MRによる製品説明会は、勤務時間外に開催されるため参加率が下がっていることから、情報を入手する機会は減っています。
MRからでないと入手できない情報
近隣医療機関の薬剤使用状況などの地域に特化した情報はエリアを担当しているMRからでないと入手できないと思います。
インターネットからの情報収集
製薬企業のサイト
製薬企業のサイトからの情報収集は変化がなく、主に薬剤の適正使用ガイドや副作用の確認をします。
製薬企業のサイトに求めることは、必要とする情報をすぐに見つけられることです。
ある製薬企業のサイトは、薬品名をクリックすると用法用量や適正使用ガイド、副作用対策などがきれいに並んでいるので探しやすいです。
医療系ポータルサイト
帰宅後に医療系ポータルサイトを見る機会が増えました。ポータルサイトの運営元が出している情報をメインに見ています。
Web講演会
Web講演会の開催数は増えていますが、情報を収集する割合は増えていません。
開催時間の希望は帰宅後に視聴できる夜間開催です。周りに話している人もいないので、医局よりも集中できます。
日中開催の場合は、勤務時間内の業務量が多いことと急患などの予期しない対応が入ることもあるので、時間をとるのは厳しい気がします。
オンデマンド配信は自宅でも視聴できるのでとてもありがたいですし、他の医師からもニーズが高いのではないでしょうか。
ライブでの視聴の方が質疑応答などで深い話を聞くこともできますが、やはり視聴できないと意味がないので、オンデマンドは助かります。
ラボ編集部からのコメント
医師の働き方改革によって、勤務時間内に業務を終えようという意識が強まり、時間外勤務を減らして帰宅する傾向が見られるようになりました。
MRとの面談の多くは勤務時間内に行われていますが、院内での情報収集の時間は限られているため、業務状況や面談内容に基づいて選別されています。院内での時間的制約を補完するかたちで、帰宅後にインターネットを活用した情報収集が増えています。
働き方改革がさらに進むと、Y先生のように『帰宅後の情報収集活動』を行う医師が増えると予想されます。その際、情報源としてインターネットチャネルが主流となるでしょう。

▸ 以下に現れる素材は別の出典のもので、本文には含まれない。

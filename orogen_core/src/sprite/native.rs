// Copyright 2026 the Orogen Authors
// SPDX-License-Identifier: Apache-2.0 OR MIT

//! Host-implemented ("native") sprites.
//!
//! Some sprites wrap platform widgets the core cannot draw — a text input,
//! a web view. The host registers an implementation per name in a
//! [`NativeRegistry`]; nodes reference it by that name. The core only
//! sequences `create`/`update`/`cleanup` and never inspects the state.
//!
//! Implementations position their widget in platform pixels; the
//! [`NativeSpriteUtils`] passed to `create` and `update` maps game
//! coordinates (origin at the viewport center, y up) into platform
//! coordinates (origin top-left, y down).

use alloc::boxed::Box;
use alloc::collections::BTreeMap;
use alloc::rc::Rc;
use alloc::string::String;
use core::any::Any;
use core::fmt;

use crate::size::ResolvedSize;

/// Coordinate and viewport helpers for native sprite implementations.
#[derive(Debug)]
pub struct NativeSpriteUtils<'a> {
    /// The current viewport resolution.
    pub size: &'a ResolvedSize,
    /// Whether the viewport was resized since the implementation last ran.
    pub did_resize: bool,
}

impl NativeSpriteUtils<'_> {
    /// Device pixels per game unit.
    #[must_use]
    pub fn scale(&self) -> f64 {
        self.size.scale()
    }

    /// Maps a game x coordinate to platform pixels.
    #[must_use]
    pub fn game_x_to_platform_x(&self, x: f64) -> f64 {
        (x + self.size.full_width() / 2.0) * self.scale()
    }

    /// Maps a game y coordinate to platform pixels.
    #[must_use]
    pub fn game_y_to_platform_y(&self, y: f64) -> f64 {
        (self.size.full_height() / 2.0 - y) * self.scale()
    }
}

/// A host implementation of one native sprite kind.
///
/// State is owned by the container and threaded through these hooks; the
/// core never reads it.
pub trait NativeSprite {
    /// Creates the platform widget. Runs when a node with this name first
    /// appears under a parent.
    fn create(
        &self,
        props: &dyn Any,
        parent_global_id: &str,
        utils: &mut NativeSpriteUtils<'_>,
    ) -> Box<dyn Any>;

    /// Runs once per logical tick while the node remains in the tree.
    fn update(
        &self,
        props: &dyn Any,
        state: &mut dyn Any,
        parent_global_id: &str,
        utils: &mut NativeSpriteUtils<'_>,
    );

    /// Tears the widget down. Runs as soon as the node leaves the tree.
    fn cleanup(&self, state: Box<dyn Any>, parent_global_id: &str);
}

/// Name-keyed registry of native sprite implementations, built by the host
/// at startup.
#[derive(Default)]
pub struct NativeRegistry {
    sprites: BTreeMap<String, Rc<dyn NativeSprite>>,
}

impl NativeRegistry {
    /// Creates an empty registry.
    #[must_use]
    pub fn new() -> Self {
        Self::default()
    }

    /// Registers an implementation under `name`, replacing any previous
    /// registration.
    pub fn register(&mut self, name: impl Into<String>, sprite: Rc<dyn NativeSprite>) {
        self.sprites.insert(name.into(), sprite);
    }

    /// Looks up an implementation by name.
    #[must_use]
    pub fn get(&self, name: &str) -> Option<Rc<dyn NativeSprite>> {
        self.sprites.get(name).map(Rc::clone)
    }
}

impl fmt::Debug for NativeRegistry {
    fn fmt(&self, f: &mut fmt::Formatter<'_>) -> fmt::Result {
        f.debug_list().entries(self.sprites.keys()).finish()
    }
}

#[cfg(test)]
mod tests {
    use super::*;
    use crate::size::{GameSizeSpec, OrientationSize, resolve_size};

    #[test]
    fn coordinate_mapping_centers_origin() {
        // 300x200 game on a 600x400 device: scale 2, origin at the center.
        let size = resolve_size(
            &GameSizeSpec::Single(OrientationSize::new(300.0, 200.0)),
            600.0,
            400.0,
        );
        let utils = NativeSpriteUtils {
            size: &size,
            did_resize: false,
        };
        assert_eq!(utils.scale(), 2.0);
        assert_eq!(utils.game_x_to_platform_x(0.0), 300.0);
        assert_eq!(utils.game_y_to_platform_y(0.0), 200.0);
        assert_eq!(utils.game_x_to_platform_x(-150.0), 0.0);
        assert_eq!(utils.game_y_to_platform_y(100.0), 0.0);
    }

    #[test]
    fn registry_lookup() {
        struct Nop;
        impl NativeSprite for Nop {
            fn create(
                &self,
                _props: &dyn Any,
                _parent: &str,
                _utils: &mut NativeSpriteUtils<'_>,
            ) -> Box<dyn Any> {
                Box::new(())
            }
            fn update(
                &self,
                _props: &dyn Any,
                _state: &mut dyn Any,
                _parent: &str,
                _utils: &mut NativeSpriteUtils<'_>,
            ) {
            }
            fn cleanup(&self, _state: Box<dyn Any>, _parent: &str) {}
        }

        let mut registry = NativeRegistry::new();
        registry.register("text-input", Rc::new(Nop));
        assert!(registry.get("text-input").is_some());
        assert!(registry.get("slider").is_none());
    }
}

自宅でのインターネットチャネル活用の一例として、医療系ポータルサイトの利用が増加すると想定されます。医療系ポータルサイトで特定の薬剤情報を取得した後、詳細を確認するために製薬企業のオウンドサイトにアクセスするという流れが、DM白書2023年秋号でも示唆されています。
医療系ポータルサイトからオウンドサイトへのチャネル連携を強化していくことで、より効果的な情報提供が実現できるのではないでしょうか。